Good news is, during these missions the game regularly chucks new ideas and challenges into the mix, even though the essential concept of assassinating a tiny person who's either heavily-guarded or in a hard-to-reach place (or both) remains.

Suddenly there are nemesis assassins hunting you, or you need to jump onto flying cars to reach your target (this is excruciatingly hard; thanks, camera!), or you have some kind of radar cat with you that can locate certain enemies hidden among the crowd, or you wear a sort of hologram suit that can temporarily disguise you as a member of a gang, or you're performing courier missions on an Akira-ish motorbike. Or there are environmental twists - a towering mountain, a vast rooftop garden - and new factions to battle.
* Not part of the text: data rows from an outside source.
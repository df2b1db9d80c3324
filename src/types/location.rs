//! Storage location types
//!
//! A storage location (a "shop") is owned by one party, offers one item and
//! accepts one or more payment items. Its stock either lives in a linked
//! container or is infinite (administrative locations).

use super::item::ItemStack;
use chrono::{DateTime, Utc};
use serde::{Deserialize, Serialize};

/// Party identifier
pub type PartyId = u32;

/// Storage location identifier
pub type LocationId = u32;

/// A point in the world, used for dropping overflow items and for markers
#[derive(Debug, Clone, Copy, PartialEq, Default, Serialize, Deserialize)]
pub struct Position {
    pub x: f64,
    pub y: f64,
    pub z: f64,
}

impl Position {
    pub fn new(x: f64, y: f64, z: f64) -> Self {
        Position { x, y, z }
    }
}

/// One payment item a barter location accepts, with its base quantity
#[derive(Debug, Clone, PartialEq, Eq, Serialize, Deserialize)]
pub struct AcceptedPayment {
    /// Item descriptor; its amount is not significant
    pub item: ItemStack,

    /// Quantity of `item` required per base unit of the offering
    pub quantity: u32,
}

/// What a location wants in exchange for its offering
#[derive(Debug, Clone, PartialEq, Eq, Default, Serialize, Deserialize)]
pub enum PaymentTerms {
    /// Buy/sell location: a single configured price
    Fixed { item: ItemStack, quantity: u32 },

    /// Barter location: any one of several accepted payments
    Barter(Vec<AcceptedPayment>),

    /// Payment not set up yet
    #[default]
    Unconfigured,
}

/// Where a location's offering comes from
#[derive(Debug, Clone, Copy, PartialEq, Eq, Default, Serialize, Deserialize)]
pub enum Stock {
    /// Backed by a physical container
    #[default]
    Container,

    /// No container: unlimited stock
    Infinite,
}

/// Storage location record
///
/// The same value is used for the durable record and for the live, cached
/// representation; the live copy is shared as `Arc<Location>` and replaced
/// wholesale on reload.
#[derive(Debug, Clone, PartialEq, Serialize, Deserialize)]
pub struct Location {
    pub id: LocationId,
    pub owner: PartyId,
    pub name: String,

    /// Offered item; its amount is the base offered quantity
    pub offering: Option<ItemStack>,

    pub terms: PaymentTerms,
    pub stock: Stock,

    /// Where the location's interactive marker sits
    pub marker: Position,

    pub last_modified: DateTime<Utc>,
}

impl Location {
    /// Create an unconfigured, container-backed location
    pub fn new(id: LocationId, owner: PartyId, name: impl Into<String>) -> Self {
        Location {
            id,
            owner,
            name: name.into(),
            offering: None,
            terms: PaymentTerms::Unconfigured,
            stock: Stock::Container,
            marker: Position::default(),
            last_modified: Utc::now(),
        }
    }

    pub fn with_offering(mut self, offering: ItemStack) -> Self {
        self.offering = Some(offering);
        self
    }

    pub fn with_terms(mut self, terms: PaymentTerms) -> Self {
        self.terms = terms;
        self
    }

    pub fn with_stock(mut self, stock: Stock) -> Self {
        self.stock = stock;
        self
    }

    pub fn with_marker(mut self, marker: Position) -> Self {
        self.marker = marker;
        self
    }

    /// Whether the offering is drawn from a physical container
    pub fn has_container(&self) -> bool {
        self.stock == Stock::Container
    }

    /// Base quantity of the offering per trade unit
    pub fn base_offered_quantity(&self) -> Option<u32> {
        self.offering.as_ref().map(|item| item.amount)
    }

    /// Every payment this location accepts, in configuration order
    pub fn accepted_payments(&self) -> Vec<AcceptedPayment> {
        match &self.terms {
            PaymentTerms::Fixed { item, quantity } => vec![AcceptedPayment {
                item: item.clone(),
                quantity: *quantity,
            }],
            PaymentTerms::Barter(accepted) => accepted.clone(),
            PaymentTerms::Unconfigured => Vec::new(),
        }
    }

    /// Whether `item` is one of the accepted payments
    pub fn accepts(&self, item: &ItemStack) -> bool {
        self.accepted_payments()
            .iter()
            .any(|accepted| accepted.item.is_similar(item))
    }

    /// Base payment quantity configured for `item`; `None` when not accepted
    /// or configured as zero
    pub fn payment_amount(&self, item: &ItemStack) -> Option<u32> {
        self.accepted_payments()
            .into_iter()
            .find(|accepted| accepted.item.is_similar(item))
            .map(|accepted| accepted.quantity)
            .filter(|quantity| *quantity > 0)
    }

    /// Copy of this record with a new owner and a fresh modification stamp
    pub fn with_owner(&self, owner: PartyId) -> Location {
        Location {
            owner,
            last_modified: Utc::now(),
            ..self.clone()
        }
    }
}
Tokyo 42 is an inventive and strikingly attractive game, with a very natural blend of stealth, combat and figuring out a path, unfortunately hamstrung somewhat by absolute fealty to its isometric perspective. I alternated between the beautiful tension of sneaking through busy places (personally, I incline towards the silent kills of a katana rather than the Syndicate-esque mass destruction of miniguns and rocket launchers) and the jaw-clenched annoyance of death-by-camera. An impressive accomplishment, but sometimes a grating one too.

Tokyo 42 is released today for Windows, via Steam.